Just past 10am in New York on Monday, when the photo was circulating, the S&P 500 declined by about 0.3 per cent to a session low. As news emerged that the image was a hoax, the index quickly rebounded.

The photo moved markets before they quickly recovered.

The photo moved markets before they quickly recovered.Credit: AP

The fake photo, which first appeared on Facebook, showed a large plume of smoke that a Facebook user claimed was near the US military headquarters in Virginia.

It soon spread on Twitter accounts that reach millions of followers, including the Russian state-controlled news network RT and the financial news site ZeroHedge, a participant in the social-media company’s new Twitter Blue verification system.

A duty officer from the Pentagon said in an email to Bloomberg there were no reported incidents Monday morning.
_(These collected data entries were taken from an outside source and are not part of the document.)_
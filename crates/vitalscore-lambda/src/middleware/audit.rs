use axum::extract::Request;
use axum::middleware::Next;
use axum::response::Response;

/// Audit logging middleware.
///
/// Logs every API request as a structured event using `tracing`: method,
/// path, status and elapsed time. Request bodies carry student data and are
/// never logged.
pub async fn audit_log(req: Request, next: Next) -> Response {
    let method = req.method().clone();
    let path = req.uri().path().to_string();
    let started = std::time::Instant::now();

    let response = next.run(req).await;

    let status = response.status().as_u16();
    tracing::info!(
        method = %method,
        path = %path,
        status = status,
        elapsed_ms = started.elapsed().as_millis() as u64,
        "api_request"
    );

    response
}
The Arlington Police Department also tweeted, “There is NO explosion or incident taking place at or near the Pentagon reservation, and there is no immediate danger or hazards to the public.”

Ahead of official sources refuting the photo and the Twitter accounts that spread it, people pointed out that the image may have been generated by artificial intelligence.


Nick Waters, a researcher at the open-source intelligence group Bellingcat, said in an interview that the “shock” of hearing about a rumoured explosion near the Pentagon led him to examine the photo.